Blood-feeding livestock mites can be detected with wearable sensor technology nicknamed “Fitbits for chickens.” To help farmers detect mite infestations, a team of entomologists, computer scientists, and biologists led by University of California-Riverside entomologist Amy Murillo has created a new insect detection system. The team’s work is detailed in the journal Scientific Reports.
In recent years, concern for the well-being of livestock has given rise to more farms where poultry are allowed to roam. Though this freedom improves the quality of chickens’ lives, free-range chickens are still subject to insect infestations.
“The trend in egg sales is ‘cage free,’ but that doesn’t necessarily mean the chickens are insect free,” Murillo said.
Of particular concern to scientists is the northern fowl mite, which Murillo said feeds on chicken blood and lives on hens in feathers surrounding “the butt area of the chicken.”
In addition to the economic consequences of infected hens laying fewer eggs, mites can make the chickens sick and cause lesions to develop on their skin. “Fowl mites are very unpleasant for the birds being fed upon and cause an itchy immune response,” Murillo said.
To devise their detection system, Murillo’s team first identified three key chicken pastimes closely linked to chickens’ well-being: pecking, preening, and dustbathing. The team hypothesized they would see a big increase in preening and dustbathing among infected chickens because these activities keep feathers clean.
The team placed motion sensors into tiny backpacks the chickens could wear without discomfort. The next challenge was translating data from these sensors into algorithms that could be detected as behaviors.
Alireza Abdoli, a doctoral student in computer science at UCR, explained that quantifying fowl behavior isn’t as simple as working with human behaviors like walking, because it isn’t as regular.
In order to train a computer to recognize chicken behaviors, Abdoli had to take an unusual approach. He created an algorithm, or set of instructions, for the computer that considers the shape that the backpack sensor data makes on a graph, as well as features of the data such as mean and max.
“Most algorithms use either shape or features, but not both,” Abdoli said. “Our approach is exciting because it increases the accuracy of the data so much and is key to making good decisions about the chickens’ health.”
Traditional animal behavior studies have had to rely on video or visual observations, which can be both time consuming and prone to errors. Murillo did some flock observations at the beginning of the project to make sure the computer’s conclusions about behaviors were accurate. Once they were certain, observations were no longer necessary, and the computer could take over.

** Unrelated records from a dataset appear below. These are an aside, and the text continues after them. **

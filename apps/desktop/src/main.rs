mod command;
mod config;
mod terminal;

use std::{path::PathBuf, sync::Arc};

use anyhow::Result;
use clap::Parser;
use client_core::{
    HttpChatBackend, OverlayClick, SessionController, SubmitOutcome, UploadFile, Views,
};
use tokio::io::{AsyncBufReadExt, BufReader};
use tracing::{debug, info};
use tracing_subscriber::EnvFilter;

use crate::{
    command::{Command, HELP},
    config::{load_settings, normalize_server_url, CONFIG_FILE},
    terminal::TerminalView,
};

#[derive(Parser, Debug)]
struct Args {
    #[arg(long)]
    server_url: Option<String>,
    /// Log in right away with this name.
    #[arg(long)]
    username: Option<String>,
    #[arg(long, default_value = CONFIG_FILE)]
    config: PathBuf,
}

#[tokio::main]
async fn main() -> Result<()> {
    tracing_subscriber::fmt()
        .with_env_filter(
            EnvFilter::try_from_default_env().unwrap_or_else(|_| EnvFilter::new("info")),
        )
        .with_writer(std::io::stderr)
        .init();
    let args = Args::parse();

    let mut settings = load_settings(&args.config);
    if let Some(server_url) = args.server_url {
        settings.server_url = server_url;
    }
    let server_url = normalize_server_url(&settings.server_url)?;
    info!(server_url = %server_url, "starting chat client");

    let backend = Arc::new(HttpChatBackend::new(server_url)?);
    let view = TerminalView::new(Arc::clone(&backend));
    let controller = SessionController::new(
        backend,
        Views::shared(Arc::clone(&view)),
        settings.to_timings(),
    );
    controller.start().await;

    if let Some(username) = args.username {
        if let Err(err) = controller.login(&username).await {
            debug!("initial login failed: {err}");
        }
    }

    let mut lines = BufReader::new(tokio::io::stdin()).lines();
    while let Some(line) = lines.next_line().await? {
        match Command::parse(&line) {
            Command::Quit => break,
            command => handle(&controller, &view, command).await,
        }
    }

    controller.shutdown().await;
    Ok(())
}

async fn handle(controller: &Arc<SessionController>, view: &TerminalView, command: Command) {
    let logged_in = controller.view_state().await.is_logged_in();
    match command {
        Command::Login(username) => {
            if let Err(err) = controller.login(&username).await {
                debug!("login failed: {err}");
            }
        }
        Command::Help => println!("{HELP}"),
        Command::Invalid(usage) => eprintln!("{usage}"),
        Command::Close => {
            controller.overlay_clicked(OverlayClick::Background).await;
        }
        Command::Open(number) => match view.media(number) {
            Some(media) => {
                if !controller.open_media(&media.url, media.kind).await {
                    println!("Download: {}", view.resolve(&media.url));
                }
            }
            None => eprintln!("no attachment #{number} in the transcript"),
        },
        _ if !logged_in => eprintln!("Log in first with /login <name>"),
        Command::Logout => {
            if let Err(err) = controller.logout().await {
                debug!("logout failed: {err}");
            }
        }
        Command::Upload(path) => match UploadFile::from_path(&path).await {
            Ok(file) => {
                if let Err(err) = controller.select_file(file).await {
                    eprintln!("! {err}");
                }
            }
            Err(err) => eprintln!("! could not read {path}: {err}"),
        },
        Command::Send(text) => match controller.submit_message(&text).await {
            Ok(SubmitOutcome::AwaitingUpload) => {
                eprintln!("Wait for the upload to finish before sending")
            }
            Ok(SubmitOutcome::Empty | SubmitOutcome::Sent) => {}
            Err(err) => debug!("send failed: {err}"),
        },
        Command::Quit => {}
    }
}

Not only does this new approach increase the reliability of scientists’ observations, it also increases the number of animals and length of time they can be tracked.
The flock in this study did suffer from a mite infestation, which the team related to an increase in cleaning behaviors. Once the birds were treated and healed, the data showed preening and dust baths went back to normal levels.
Far more than farm fashion, these “Fitbits for chickens” offer valuable information for livestock farmers.
“These results could let farmers know it’s time to examine their birds for parasites,” Murillo said. “And the tools we developed can also be used examine the effects of any change in a bird’s environment or diet.”